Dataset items
....
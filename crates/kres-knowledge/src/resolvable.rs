//! The closed set of things a resolution graph can contain

use crate::coverage::{Coverage, LogicalConnector};
use crate::model::Model;
use crate::observable::Observable;
use crate::observation::Observation;
use crate::scale::Scale;
use crate::strategy::ObservationStrategy;
use serde::{Deserialize, Serialize};
use std::fmt::{self, Display, Formatter};
use std::sync::Arc;

/// Identity of a resolvable on a resolution path
///
/// Observations are identified by their observable, so that two
/// observations of the same observable count as the same step.
#[derive(Debug, Clone, PartialEq, Eq, Hash, PartialOrd, Ord, Serialize, Deserialize)]
pub enum ResolvableKey {
    Observable(String),
    Model(String),
    Strategy(String),
}

impl ResolvableKey {
    /// The urn behind the key
    #[must_use]
    pub fn urn(&self) -> &str {
        match self {
            Self::Observable(urn) | Self::Model(urn) | Self::Strategy(urn) => urn,
        }
    }
}

impl Display for ResolvableKey {
    fn fmt(&self, f: &mut Formatter<'_>) -> fmt::Result {
        match self {
            Self::Observable(urn) => write!(f, "observable:{urn}"),
            Self::Model(urn) => write!(f, "model:{urn}"),
            Self::Strategy(urn) => write!(f, "strategy:{urn}"),
        }
    }
}

/// A node payload in a resolution graph
#[derive(Debug, Clone, PartialEq)]
pub enum Resolvable {
    Observation(Arc<Observation>),
    Model(Arc<Model>),
    Strategy(Arc<ObservationStrategy>),
}

impl Resolvable {
    /// Identity used for de-duplication and cycle detection
    #[must_use]
    pub fn key(&self) -> ResolvableKey {
        match self {
            Self::Observation(o) => ResolvableKey::Observable(o.observable().urn().to_owned()),
            Self::Model(m) => ResolvableKey::Model(m.urn().to_owned()),
            Self::Strategy(s) => ResolvableKey::Strategy(s.urn().to_owned()),
        }
    }

    /// Urn of the model or strategy, or of the observation's observable
    #[must_use]
    pub fn urn(&self) -> &str {
        match self {
            Self::Observation(o) => o.observable().urn(),
            Self::Model(m) => m.urn(),
            Self::Strategy(s) => s.urn(),
        }
    }

    /// How contributions to this resolvable accumulate
    ///
    /// Observations take alternatives; models and strategies need all of
    /// their parts.
    #[must_use]
    pub const fn connector(&self) -> LogicalConnector {
        match self {
            Self::Observation(_) => LogicalConnector::Union,
            Self::Model(_) | Self::Strategy(_) => LogicalConnector::Intersection,
        }
    }

    /// Coverage of `scale` before anything has been merged in
    #[must_use]
    pub fn initial_coverage(&self, scale: &Scale) -> Coverage {
        match self {
            Self::Observation(_) => Coverage::empty(scale),
            Self::Model(m) => Coverage::of(scale, m.coverage()),
            Self::Strategy(_) => Coverage::full(scale),
        }
    }

    #[must_use]
    pub fn as_observation(&self) -> Option<&Arc<Observation>> {
        match self {
            Self::Observation(o) => Some(o),
            _ => None,
        }
    }

    #[must_use]
    pub fn as_model(&self) -> Option<&Arc<Model>> {
        match self {
            Self::Model(m) => Some(m),
            _ => None,
        }
    }

    #[must_use]
    pub fn as_strategy(&self) -> Option<&Arc<ObservationStrategy>> {
        match self {
            Self::Strategy(s) => Some(s),
            _ => None,
        }
    }

    /// Observable this resolvable makes available, if any
    ///
    /// Models yield their first declared observable.
    #[must_use]
    pub fn observable(&self) -> Option<&Observable> {
        match self {
            Self::Observation(o) => Some(o.observable()),
            Self::Model(m) => m.observables().first(),
            Self::Strategy(_) => None,
        }
    }
}

impl From<Observation> for Resolvable {
    fn from(value: Observation) -> Self {
        Self::Observation(Arc::new(value))
    }
}

impl From<Model> for Resolvable {
    fn from(value: Model) -> Self {
        Self::Model(Arc::new(value))
    }
}

impl From<ObservationStrategy> for Resolvable {
    fn from(value: ObservationStrategy) -> Self {
        Self::Strategy(Arc::new(value))
    }
}

impl Display for Resolvable {
    fn fmt(&self, f: &mut Formatter<'_>) -> fmt::Result {
        Display::fmt(&self.key(), f)
    }
}

#[cfg(test)]
mod tests {
    use super::*;
    use crate::observable::SemanticType;
    use crate::scale::Envelope;

    #[test]
    fn observation_keys_by_observable() {
        let obs = Observable::new("geo:Elevation", SemanticType::Quality);
        let a: Resolvable = Observation::new(obs.clone(), None).into();
        let b: Resolvable = Observation::new(obs, None).into();
        assert_eq!(a.key(), b.key());
        assert_eq!(a.connector(), LogicalConnector::Union);
    }

    #[test]
    fn initial_coverage_by_kind() {
        let scale = Scale::spatial(Envelope::new(0.0, 0.0, 10.0, 10.0).unwrap());
        let half = Scale::spatial(Envelope::new(0.0, 0.0, 5.0, 10.0).unwrap());
        let obs = Observable::new("geo:Elevation", SemanticType::Quality);

        let model: Resolvable = Model::new("m", obs.clone()).with_coverage(half).into();
        let strategy: Resolvable = ObservationStrategy::new("s", vec![]).into();
        let observation: Resolvable = Observation::new(obs, Some(scale)).into();

        assert!((model.initial_coverage(&scale).fraction() - 0.5).abs() < 1e-12);
        assert!(strategy.initial_coverage(&scale).is_complete());
        assert!(observation.initial_coverage(&scale).is_empty());
    }
}
#[cfg(test)]
mod tests {
    use super::*;
    use kres_knowledge::{Envelope, Model, ObservationStrategy, SemanticType};

    fn scale() -> Scale {
        Scale::spatial(Envelope::new(0.0, 0.0, 10.0, 10.0).unwrap())
    }

    fn part(min_x: f64, max_x: f64) -> Scale {
        Scale::spatial(Envelope::new(min_x, 0.0, max_x, 10.0).unwrap())
    }

    fn elevation() -> Observable {
        Observable::new("geo:Elevation", SemanticType::Quality)
    }

    fn observation_graph(root: &ResolutionGraph) -> ResolutionGraph {
        root.create_child(Observation::new(elevation(), Some(scale())).into(), &scale())
    }

    #[test]
    fn child_inherits_path() {
        let root = ResolutionGraph::new(CoveragePolicy::default());
        let obs = observation_graph(&root);
        let strategy = obs.create_child(ObservationStrategy::new("s1", vec![]).into(), &scale());

        assert!(strategy.is_resolving(&ResolvableKey::Observable("geo:Elevation".into())));
        assert!(strategy.is_resolving(&ResolvableKey::Strategy("s1".into())));
        assert!(!obs.is_resolving(&ResolvableKey::Strategy("s1".into())));
        assert_eq!(strategy.depth(), 2);
    }

    #[test]
    fn observations_accumulate_by_union() {
        let root = ResolutionGraph::new(CoveragePolicy::default());
        let mut obs = observation_graph(&root);
        assert!(obs.is_empty());

        let m1 = obs.create_child(Model::new("m1", elevation()).with_coverage(part(0.0, 6.0)).into(), &scale());
        let m2 = obs.create_child(Model::new("m2", elevation()).with_coverage(part(5.0, 10.0)).into(), &scale());

        assert_eq!(obs.check_coverage(&m1).unwrap(), CoverageStatus::Relevant);
        assert!(!obs.merge(m1, None).unwrap());
        assert_eq!(obs.check_coverage(&m2).unwrap(), CoverageStatus::Complete);
        assert!(obs.merge(m2, None).unwrap());

        let target = obs.target_id().unwrap();
        assert_eq!(obs.outgoing(target).count(), 2);
        assert_eq!(obs.root_nodes(), vec![target]);
    }

    #[test]
    fn merging_empty_is_noop() {
        let root = ResolutionGraph::new(CoveragePolicy::default());
        let mut obs = observation_graph(&root);
        let before = obs.coverage().clone();

        assert!(!obs.merge(ResolutionGraph::empty(), None).unwrap());
        assert_eq!(obs.coverage(), &before);
        assert_eq!(obs.node_count(), 1);
        assert_eq!(obs.check_coverage(&ResolutionGraph::empty()).unwrap(), CoverageStatus::Empty);
    }

    #[test]
    fn model_dependencies_intersect() {
        let root = ResolutionGraph::new(CoveragePolicy::default());
        let obs = observation_graph(&root);
        let slope = Observable::new("geo:Slope", SemanticType::Quality);
        let mut model = obs.create_child(Model::new("m", slope).with_dependency(elevation()).into(), &scale());
        assert!(model.is_complete());

        let mut dep = model.create_child(Observation::new(elevation(), None).into(), &scale());
        let provider = dep.create_child(Model::new("half", elevation()).with_coverage(part(0.0, 5.0)).into(), &scale());
        dep.merge(provider, None).unwrap();

        model.merge(dep, Some("elevation")).unwrap();
        assert!((model.coverage().fraction() - 0.5).abs() < 1e-12);
        let edge = model.outgoing(model.target_id().unwrap()).next().unwrap();
        assert_eq!(edge.local_name.as_deref(), Some("elevation"));
    }

    #[test]
    fn alternatives_are_united_before_merging() {
        let root = ResolutionGraph::new(CoveragePolicy::default());
        let obs = observation_graph(&root);
        let mut strategy = obs.create_child(ObservationStrategy::new("s", vec![]).into(), &scale());

        let a = strategy.create_child(Model::new("a", elevation()).with_coverage(part(0.0, 6.0)).into(), &scale());
        let b = strategy.create_child(Model::new("b", elevation()).with_coverage(part(5.0, 10.0)).into(), &scale());

        assert!(strategy.merge_alternatives(vec![a, b]).unwrap());
        assert_eq!(strategy.outgoing(strategy.target_id().unwrap()).count(), 2);
    }

    #[test]
    fn accepted_resolution_can_be_linked() {
        let root = ResolutionGraph::new(CoveragePolicy::default());
        let mut obs = observation_graph(&root);
        let model = obs.create_child(Model::new("m", elevation()).into(), &scale());
        assert!(obs.accept(&elevation(), &model, 1.0));
        obs.merge(model, None).unwrap();

        let mut again = root.create_child(Observation::new(elevation(), None).into(), &scale());
        let cached = again.get_resolving(&elevation(), &scale());
        assert_eq!(cached.len(), 1);

        let (available, coverage) = &cached[0];
        assert!(again.link(available, coverage).unwrap());
        let target = again.target_id().unwrap();
        let linked: Vec<_> = again
            .outgoing(target)
            .filter_map(|e| again.node(e.target))
            .map(Resolvable::urn)
            .collect();
        assert_eq!(linked, vec!["m"]);

        let strategy = again.create_child(ObservationStrategy::new("s", vec![]).into(), &scale());
        let key = ResolvableKey::Model("m".into());
        assert!(strategy.is_linked(&elevation(), &key));
        assert!(!strategy.is_linked(&Observable::new("geo:Slope", SemanticType::Quality), &key));
        assert!(!obs.is_linked(&elevation(), &key));
    }

    proptest::proptest! {
        #[test]
        fn observation_coverage_never_decreases(widths in proptest::collection::vec(0.0f64..10.0, 1..8)) {
            let root = ResolutionGraph::new(CoveragePolicy::default());
            let mut obs = observation_graph(&root);
            let mut last = 0.0;
            for (i, w) in widths.into_iter().enumerate() {
                let model = Model::new(format!("m{i}"), elevation()).with_coverage(part(0.0, w.max(0.01)));
                let child = obs.create_child(model.into(), &scale());
                obs.merge(child, None).unwrap();
                proptest::prop_assert!(obs.coverage().fraction() >= last);
                last = obs.coverage().fraction();
            }
        }
    }

    #[test]
    fn references_cover_their_geometry() {
        let root = ResolutionGraph::new(CoveragePolicy::default());
        let known = Arc::new(Observation::new(elevation(), Some(part(0.0, 5.0))).resolved());
        let reference = root.create_reference(known, &scale());
        assert!((reference.coverage().fraction() - 0.5).abs() < 1e-12);
    }

    #[test]
    fn rebase_scales_coverage() {
        let root = ResolutionGraph::new(CoveragePolicy::default());
        let wide = Scale::spatial(Envelope::new(0.0, 0.0, 20.0, 10.0).unwrap());
        let obs = root.create_child(Observation::new(elevation(), None).into(), &part(0.0, 5.0));
        let model = obs.create_child(Model::new("m", elevation()).into(), &part(0.0, 5.0));

        // fully covers the left half of the requested scale
        let rebased = model.rebase(&scale());
        assert_eq!(rebased.scale(), &scale());
        assert!((rebased.coverage().fraction() - 0.5).abs() < 1e-12);

        let covering = obs.create_child(Model::new("w", elevation()).into(), &wide).rebase(&scale());
        assert!(covering.is_complete());
    }

    #[test]
    fn mismatched_scales_are_errors() {
        let root = ResolutionGraph::new(CoveragePolicy::default());
        let mut obs = observation_graph(&root);
        let model = obs.create_child(Model::new("m", elevation()).into(), &part(0.0, 5.0));
        assert!(obs.merge(model, None).is_err());
    }
}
....
▶ _YOUR TASK_
Using the entries above, quote each line verbatim from the first through the line that contains "so that two".

▶ _ANSWER SECTION_
filename crates/kres-knowledge/src/resolvable.rs
//! The closed set of things a resolution graph can contain

use crate::coverage::{Coverage, LogicalConnector};
use crate::model::Model;
use crate::observable::Observable;
use crate::observation::Observation;
use crate::scale::Scale;
use crate::strategy::ObservationStrategy;
use serde::{Deserialize, Serialize};
use std::fmt::{self, Display, Formatter};
use std::sync::Arc;

/// Identity of a resolvable on a resolution path
///
/// Observations are identified by their observable, so that two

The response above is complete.